As seguradoras em Portugal estão a acelerar as peritagens às casas e empresas que foram atingidas pela tempestade Kristin. Com o aumento dos danos, as companhias de seguros já iniciaram o pagamento de indemnizações. No entanto, a Associação Portuguesa de Seguradores (APS) destaca que uma parte significativa dos danos não está coberta pelos seguros, especialmente na habitação. Isto leva à proposta de criação de seguros climáticos obrigatórios para residências e empresas, além da necessidade de um “Fundo de Catástrofes” gerido pelo Governo.
Em resposta aos estragos causados pela tempestade Kristin, José Galamba de Oliveira, presidente da APS, defendeu duas medidas essenciais para aumentar a proteção contra os fenómenos climáticos extremos:
- Alargamento da obrigatoriedade de seguro climático nas habitações e outros edifícios (não apenas para risco de incêndio em casas de propriedade horizontal). No entanto, as seguradoras muitas vezes hesitam em segurar propriedades em áreas de maior risco climático na Europa.
- Criação do Fundo de Catástrofes pelo Governo: segundo a APS, este fundo “poderia oferecer uma proteção adicional às pessoas e aumentar a resiliência do país em face destas catástrofes, sendo um componente vital para garantir que seguros sejam acessíveis a preços justos”.
A possibilidade de estabelecer um Fundo de Catástrofes depende agora do Governo. A proposta sugere que este fundo seja alimentado tanto pelas seguradoras quanto pelo Estado, criando assim um apoio financeiro para aqueles que sofreram os efeitos de catástrofes extremas, além de garantir a sustentabilidade do setor segurador.
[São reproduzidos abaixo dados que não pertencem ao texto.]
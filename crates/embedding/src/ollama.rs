use async_trait::async_trait;
use serde::{Deserialize, Serialize};
use tracing::{debug, warn};

use crate::{Embedder, EmbeddingError};

const DEFAULT_OLLAMA_URL: &str = "http://localhost:11434";
const DEFAULT_MODEL: &str = "nomic-embed-text";
const DEFAULT_DIMENSION: usize = 768;
const DEFAULT_MAX_BATCH_SIZE: usize = 64;

/// Embedding provider backed by a local Ollama server.
#[derive(Debug, Clone)]
pub struct OllamaEmbedder {
  client: reqwest::Client,
  base_url: String,
  model: String,
  dimension: usize,
  max_batch_size: usize,
}

impl Default for OllamaEmbedder {
  fn default() -> Self {
    Self::new()
  }
}

impl OllamaEmbedder {
  pub fn new() -> Self {
    Self {
      client: reqwest::Client::new(),
      base_url: DEFAULT_OLLAMA_URL.to_string(),
      model: DEFAULT_MODEL.to_string(),
      dimension: DEFAULT_DIMENSION,
      max_batch_size: DEFAULT_MAX_BATCH_SIZE,
    }
  }

  pub fn with_url(mut self, url: impl Into<String>) -> Self {
    self.base_url = url.into();
    self
  }

  pub fn with_model(mut self, model: impl Into<String>, dimension: usize) -> Self {
    self.model = model.into();
    self.dimension = dimension;
    self
  }

  pub fn with_max_batch_size(mut self, max_batch_size: usize) -> Self {
    self.max_batch_size = max_batch_size.max(1);
    self
  }

  fn embed_url(&self) -> String {
    format!("{}/api/embed", self.base_url)
  }

  /// Embed one sub-batch within the provider's batch ceiling.
  async fn embed_sub_batch(&self, texts: &[&str]) -> Result<Vec<Vec<f32>>, EmbeddingError> {
    let request = EmbedRequest {
      model: &self.model,
      input: texts.to_vec(),
    };

    debug!(count = texts.len(), model = %self.model, "embedding batch with ollama");

    let response = self.client.post(self.embed_url()).json(&request).send().await?;

    if !response.status().is_success() {
      let status = response.status();
      let body = response.text().await.unwrap_or_default();
      warn!(%status, "ollama embedding failed");
      return Err(EmbeddingError::Provider(format!("ollama returned {status}: {body}")));
    }

    let result: EmbedResponse = response.json().await?;

    if result.embeddings.len() != texts.len() {
      return Err(EmbeddingError::BatchSizeMismatch {
        expected: texts.len(),
        got: result.embeddings.len(),
      });
    }

    for embedding in &result.embeddings {
      if embedding.len() != self.dimension {
        return Err(EmbeddingError::DimensionMismatch {
          expected: self.dimension,
          got: embedding.len(),
        });
      }
    }

    Ok(result.embeddings)
  }
}

#[derive(Debug, Serialize)]
struct EmbedRequest<'a> {
  model: &'a str,
  input: Vec<&'a str>,
}

#[derive(Debug, Deserialize)]
struct EmbedResponse {
  embeddings: Vec<Vec<f32>>,
}

#[async_trait]
impl Embedder for OllamaEmbedder {
  fn name(&self) -> &str {
    "ollama"
  }

  fn model_id(&self) -> &str {
    &self.model
  }

  fn dimension(&self) -> usize {
    self.dimension
  }

  fn max_batch_size(&self) -> Option<usize> {
    Some(self.max_batch_size)
  }

  async fn embed(&self, text: &str) -> Result<Vec<f32>, EmbeddingError> {
    let mut embeddings = self.embed_sub_batch(&[text]).await?;
    Ok(embeddings.remove(0))
  }

  async fn embed_batch(&self, texts: &[&str]) -> Result<Vec<Vec<f32>>, EmbeddingError> {
    if texts.is_empty() {
      return Ok(Vec::new());
    }

    // Sub-batches run sequentially; the pipeline is single-task and relies
    // on input-order outputs.
    let mut all = Vec::with_capacity(texts.len());
    for sub in texts.chunks(self.max_batch_size) {
      all.extend(self.embed_sub_batch(sub).await?);
    }
    Ok(all)
  }
}
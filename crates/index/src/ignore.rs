//! Traversal filtering with gitignore semantics.

use std::collections::HashSet;
use std::path::{Path, PathBuf};

use codectx_core::IndexConfig;
use ignore::gitignore::{Gitignore, GitignoreBuilder};
use tracing::{debug, warn};
use walkdir::WalkDir;

use crate::IndexError;

/// Patterns applied to every codebase before user patterns.
///
/// Trailing `/` marks directory patterns; a pattern without `/` matches a
/// basename at any depth, and `.*` covers dotfiles and dot-directories.
const DEFAULT_PATTERNS: &[&str] = &[
  // Version control
  ".git/",
  ".hg/",
  ".svn/",
  // Dependencies
  "node_modules/",
  "vendor/",
  "venv/",
  // Build outputs
  "target/",
  "dist/",
  "build/",
  "out/",
  "__pycache__/",
  // Dotfiles and caches
  ".*",
  // Generated artifacts
  "*.min.js",
  "*.min.css",
  "*.map",
  "*.lock",
  "package-lock.json",
];

/// Compiled ignore matcher plus traversal for one codebase root.
pub struct IgnoreEngine {
  root: PathBuf,
  matcher: Gitignore,
}

impl IgnoreEngine {
  /// Build the matcher from the default denylist, the codebase's own
  /// `.gitignore` when present, and user patterns (deduplicated, in order).
  pub fn new(root: &Path, user_patterns: &[String]) -> Self {
    let mut builder = GitignoreBuilder::new(root);

    let mut seen: HashSet<&str> = HashSet::new();
    for pattern in DEFAULT_PATTERNS {
      if seen.insert(pattern) {
        let _ = builder.add_line(None, pattern);
      }
    }
    for pattern in user_patterns {
      if seen.insert(pattern.as_str()) && builder.add_line(None, pattern).is_err() {
        warn!(pattern = %pattern, "skipping malformed ignore pattern");
      }
    }

    let gitignore_path = root.join(".gitignore");
    if gitignore_path.exists() {
      let _ = builder.add(&gitignore_path);
    }

    let matcher = builder.build().unwrap_or_else(|err| {
      warn!(error = %err, "ignore matcher build failed, using defaults only");
      let mut fallback = GitignoreBuilder::new(root);
      for pattern in DEFAULT_PATTERNS {
        let _ = fallback.add_line(None, pattern);
      }
      fallback.build().expect("default ignore patterns are well-formed")
    });

    Self {
      root: root.to_path_buf(),
      matcher,
    }
  }

  /// Whether `path` (absolute or codebase-relative) is excluded.
  pub fn is_ignored(&self, path: &Path, is_dir: bool) -> bool {
    let relative = path.strip_prefix(&self.root).unwrap_or(path);
    self.matcher.matched_path_or_any_parents(relative, is_dir).is_ignore()
  }

  /// Enumerate indexable files under the root.
  ///
  /// Returns codebase-relative paths, sorted lexicographically so traversal
  /// order is reproducible across platforms and runs. Ignored directories
  /// are pruned without descending.
  pub fn enumerate(&self, config: &IndexConfig) -> Result<Vec<PathBuf>, IndexError> {
    let mut files = Vec::new();

    let walker = WalkDir::new(&self.root)
      .follow_links(false)
      .into_iter()
      .filter_entry(|entry| entry.path() == self.root || !self.is_ignored(entry.path(), entry.file_type().is_dir()));

    for entry in walker {
      let entry = match entry {
        Ok(entry) => entry,
        Err(err) => {
          warn!(error = %err, "skipping unreadable directory entry");
          continue;
        }
      };
      if !entry.file_type().is_file() {
        continue;
      }
      let Some(ext) = entry.path().extension().and_then(|e| e.to_str()) else {
        continue;
      };
      if !config.supports_extension(ext) {
        continue;
      }
      let relative = entry
        .path()
        .strip_prefix(&self.root)
        .map_err(|_| IndexError::Path(format!("entry {} escapes codebase root", entry.path().display())))?;
      files.push(relative.to_path_buf());
    }

    files.sort();
    debug!(count = files.len(), root = %self.root.display(), "enumerated files");
    Ok(files)
  }
}

#[cfg(test)]
mod tests {
  use super::*;
  use std::fs;
  use tempfile::TempDir;

  fn touch(root: &Path, relative: &str) {
    let path = root.join(relative);
    fs::create_dir_all(path.parent().unwrap()).unwrap();
    fs::write(path, "fn x() {}\n").unwrap();
  }

  #[test]
  fn test_default_denylist() {
    let dir = TempDir::new().unwrap();
    let engine = IgnoreEngine::new(dir.path(), &[]);

    assert!(engine.is_ignored(&dir.path().join(".git/config"), false));
    assert!(engine.is_ignored(&dir.path().join("node_modules/pkg/index.js"), false));
    assert!(engine.is_ignored(&dir.path().join("target/debug/main"), false));
    assert!(engine.is_ignored(&dir.path().join("src/app.min.js"), false));
    assert!(engine.is_ignored(&dir.path().join(".hidden"), false));

    assert!(!engine.is_ignored(&dir.path().join("src/main.rs"), false));
  }

  #[test]
  fn test_user_patterns_merged() {
    let dir = TempDir::new().unwrap();
    let engine = IgnoreEngine::new(dir.path(), &["generated/".to_string(), "*.gen.rs".to_string()]);

    assert!(engine.is_ignored(&dir.path().join("generated/types.rs"), false));
    assert!(engine.is_ignored(&dir.path().join("src/schema.gen.rs"), false));
    assert!(!engine.is_ignored(&dir.path().join("src/schema.rs"), false));
  }

  #[test]
  fn test_rooted_pattern_with_slash() {
    let dir = TempDir::new().unwrap();
    let engine = IgnoreEngine::new(dir.path(), &["docs/internal/".to_string()]);

    assert!(engine.is_ignored(&dir.path().join("docs/internal/notes.md"), false));
    assert!(!engine.is_ignored(&dir.path().join("other/docs/file.md"), false));
  }

  #[test]
  fn test_codebase_gitignore_is_loaded() {
    let dir = TempDir::new().unwrap();
    fs::write(dir.path().join(".gitignore"), "secret/\n*.tmp\n").unwrap();
    let engine = IgnoreEngine::new(dir.path(), &[]);

    assert!(engine.is_ignored(&dir.path().join("secret/keys.rs"), false));
    assert!(engine.is_ignored(&dir.path().join("scratch.tmp"), false));
  }

  #[test]
  fn test_enumerate_filters_and_sorts() {
    let dir = TempDir::new().unwrap();
    touch(dir.path(), "src/zeta.rs");
    touch(dir.path(), "src/alpha.rs");
    touch(dir.path(), "build/out.js");
    touch(dir.path(), "notes.txt");
    touch(dir.path(), "lib/util.py");

    let engine = IgnoreEngine::new(dir.path(), &[]);
    let files = engine.enumerate(&IndexConfig::default()).unwrap();

    assert_eq!(
      files,
      vec![
        PathBuf::from("lib/util.py"),
        PathBuf::from("src/alpha.rs"),
        PathBuf::from("src/zeta.rs"),
      ]
    );
  }

  #[test]
  fn test_enumerate_never_descends_into_ignored_dirs() {
    let dir = TempDir::new().unwrap();
    touch(dir.path(), "build/deep/nested/out.rs");
    touch(dir.path(), "src/main.rs");

    let engine = IgnoreEngine::new(dir.path(), &["build/**".to_string()]);
    let files = engine.enumerate(&IndexConfig::default()).unwrap();

    assert_eq!(files, vec![PathBuf::from("src/main.rs")]);
  }

  #[test]
  fn test_duplicate_user_patterns_tolerated() {
    let dir = TempDir::new().unwrap();
    let patterns = vec!["target/".to_string(), "target/".to_string(), ".git/".to_string()];
    let engine = IgnoreEngine::new(dir.path(), &patterns);
    assert!(engine.is_ignored(&dir.path().join("target/x.rs"), false));
  }
}
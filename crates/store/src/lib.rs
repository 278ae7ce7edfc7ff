pub mod filter;
pub mod memory;
pub mod sparse;
pub mod vector_store;

pub use filter::Filter;
pub use memory::MemoryStore;
pub use sparse::{Bm25LiteEncoder, SparseEncoder};
pub use vector_store::{
  CollectionSchema, HybridSearchOptions, Row, ScoredDocument, SearchOptions, StorageError, VectorStore,
};
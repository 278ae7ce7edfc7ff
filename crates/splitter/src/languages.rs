//! Per-language grammar loading and chunkable-node classification.

use codectx_core::{Language, NodeType};
use tree_sitter::Node;

/// How a chunkable node participates in splitting.
///
/// `Container` nodes may hold further chunkable nodes (class bodies, impl
/// blocks); the walk descends into them and they are emitted as header
/// chunks. `Leaf` nodes are emitted whole and the walk does not descend, so
/// closures and local functions stay inside their parent chunk.
#[derive(Debug, Clone, Copy, PartialEq, Eq)]
pub enum NodeRole {
  Leaf,
  Container,
}

/// Load the tree-sitter grammar for a language, if one is compiled in.
pub fn grammar_for(language: Language) -> Option<tree_sitter::Language> {
  match language {
    Language::Rust => Some(tree_sitter_rust::LANGUAGE.into()),
    Language::Python => Some(tree_sitter_python::LANGUAGE.into()),
    Language::JavaScript | Language::Jsx => Some(tree_sitter_javascript::LANGUAGE.into()),
    Language::TypeScript => Some(tree_sitter_typescript::LANGUAGE_TYPESCRIPT.into()),
    Language::Tsx => Some(tree_sitter_typescript::LANGUAGE_TSX.into()),
    Language::Go => Some(tree_sitter_go::LANGUAGE.into()),
    Language::Java => Some(tree_sitter_java::LANGUAGE.into()),
    Language::C => Some(tree_sitter_c::LANGUAGE.into()),
    Language::Cpp => Some(tree_sitter_cpp::LANGUAGE.into()),
    _ => None,
  }
}

/// Classify a node as chunkable (and how) for the given language.
///
/// Returns `None` for nodes that are not chunk boundaries; the walk recurses
/// through those looking for nested declarations (export wrappers, inline
/// modules, decorated definitions).
pub fn classify(language: Language, node: &Node, source: &str) -> Option<(NodeRole, NodeType)> {
  let kind = node.kind();
  match language {
    Language::Rust => match kind {
      "function_item" => Some((NodeRole::Leaf, NodeType::Method)),
      "struct_item" | "enum_item" | "union_item" => Some((NodeRole::Leaf, NodeType::Class)),
      "impl_item" => Some((NodeRole::Container, NodeType::Class)),
      "trait_item" => Some((NodeRole::Container, NodeType::Interface)),
      _ => None,
    },
    Language::Python => match kind {
      "function_definition" => {
        let node_type = match name_text(node, source) {
          Some("__init__") => NodeType::Constructor,
          _ => NodeType::Method,
        };
        Some((NodeRole::Leaf, node_type))
      }
      "class_definition" => Some((NodeRole::Container, NodeType::Class)),
      _ => None,
    },
    Language::JavaScript | Language::Jsx | Language::TypeScript | Language::Tsx => match kind {
      "function_declaration" | "generator_function_declaration" => Some((NodeRole::Leaf, NodeType::Method)),
      "method_definition" => {
        let node_type = match name_text(node, source) {
          Some("constructor") => NodeType::Constructor,
          _ => NodeType::Method,
        };
        Some((NodeRole::Leaf, node_type))
      }
      "class_declaration" | "abstract_class_declaration" => Some((NodeRole::Container, NodeType::Class)),
      "interface_declaration" => Some((NodeRole::Leaf, NodeType::Interface)),
      "enum_declaration" => Some((NodeRole::Leaf, NodeType::Class)),
      _ => None,
    },
    Language::Go => match kind {
      "function_declaration" | "method_declaration" => Some((NodeRole::Leaf, NodeType::Method)),
      "type_declaration" => {
        let node_type = if has_descendant_kind(node, "interface_type") {
          NodeType::Interface
        } else if has_descendant_kind(node, "struct_type") {
          NodeType::Class
        } else {
          NodeType::Unknown
        };
        Some((NodeRole::Leaf, node_type))
      }
      _ => None,
    },
    Language::Java => match kind {
      "class_declaration" | "enum_declaration" => Some((NodeRole::Container, NodeType::Class)),
      "interface_declaration" => Some((NodeRole::Container, NodeType::Interface)),
      "method_declaration" => Some((NodeRole::Leaf, NodeType::Method)),
      "constructor_declaration" => Some((NodeRole::Leaf, NodeType::Constructor)),
      _ => None,
    },
    Language::C => match kind {
      "function_definition" => Some((NodeRole::Leaf, NodeType::Method)),
      _ => None,
    },
    Language::Cpp => match kind {
      "function_definition" => Some((NodeRole::Leaf, NodeType::Method)),
      // Only specifiers with a body are definitions; bare `class Foo;` is a reference.
      "class_specifier" | "struct_specifier" if node.child_by_field_name("body").is_some() => {
        Some((NodeRole::Container, NodeType::Class))
      }
      _ => None,
    },
    _ => None,
  }
}

/// Extract the declared name of a chunkable node.
pub fn node_name(language: Language, node: &Node, source: &str) -> Option<String> {
  if let Some(text) = name_text(node, source) {
    return Some(text.to_string());
  }
  match language {
    // `impl Foo for Bar` has no name field; use the implemented type.
    Language::Rust => node
      .child_by_field_name("type")
      .and_then(|n| n.utf8_text(source.as_bytes()).ok())
      .map(|s| s.to_string()),
    // C/C++ bury the name inside nested declarators.
    Language::C | Language::Cpp => node
      .child_by_field_name("declarator")
      .and_then(|d| find_identifier(&d, source))
      .map(|s| s.to_string()),
    // Go type declarations name the inner type_spec.
    Language::Go => {
      let mut cursor = node.walk();
      let found = node
        .named_children(&mut cursor)
        .find(|c| c.kind() == "type_spec")
        .and_then(|spec| spec.child_by_field_name("name"))
        .and_then(|n| n.utf8_text(source.as_bytes()).ok())
        .map(|s| s.to_string());
      found
    }
    _ => None,
  }
}

fn name_text<'a>(node: &Node, source: &'a str) -> Option<&'a str> {
  node
    .child_by_field_name("name")
    .and_then(|n| n.utf8_text(source.as_bytes()).ok())
}

fn find_identifier<'a>(node: &Node, source: &'a str) -> Option<&'a str> {
  if node.kind().ends_with("identifier") {
    return node.utf8_text(source.as_bytes()).ok();
  }
  let mut cursor = node.walk();
  for child in node.named_children(&mut cursor) {
    if let Some(found) = find_identifier(&child, source) {
      return Some(found);
    }
  }
  None
}

fn has_descendant_kind(node: &Node, kind: &str) -> bool {
  if node.kind() == kind {
    return true;
  }
  let mut cursor = node.walk();
  for child in node.named_children(&mut cursor) {
    if has_descendant_kind(&child, kind) {
      return true;
    }
  }
  false
}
Se estas medidas forem implementadas, muitas podem ser as melhorias na proteção das propriedades e vidas dos cidadãos em Portugal. A questão não é apenas financeira, mas também uma reflexão sobre a importância de estar preparado para enfrentar eventos climáticos que, cada vez mais, deixam marcas profundas na sociedade.
É fundamental que a população esteja atenta a estas propostas e participe nas discussões sobre como se preparar melhor para o futuro. A segurança e a proteção das nossas casas e bens essenciais estão em jogo, e nunca foi tão importante a introdução de mecanismos que garantam que todos estamos protegidos contra os efeitos das alterações climáticas.
A tempestade Kristin não foi apenas um evento meteorológico, mas um alerta sobre a vulnerabilidade das nossas infraestruturas e a necessidade de adaptar as nossas políticas de seguros para um mundo em mudança. O que está a ser feito agora pode fazer toda a diferença no futuro.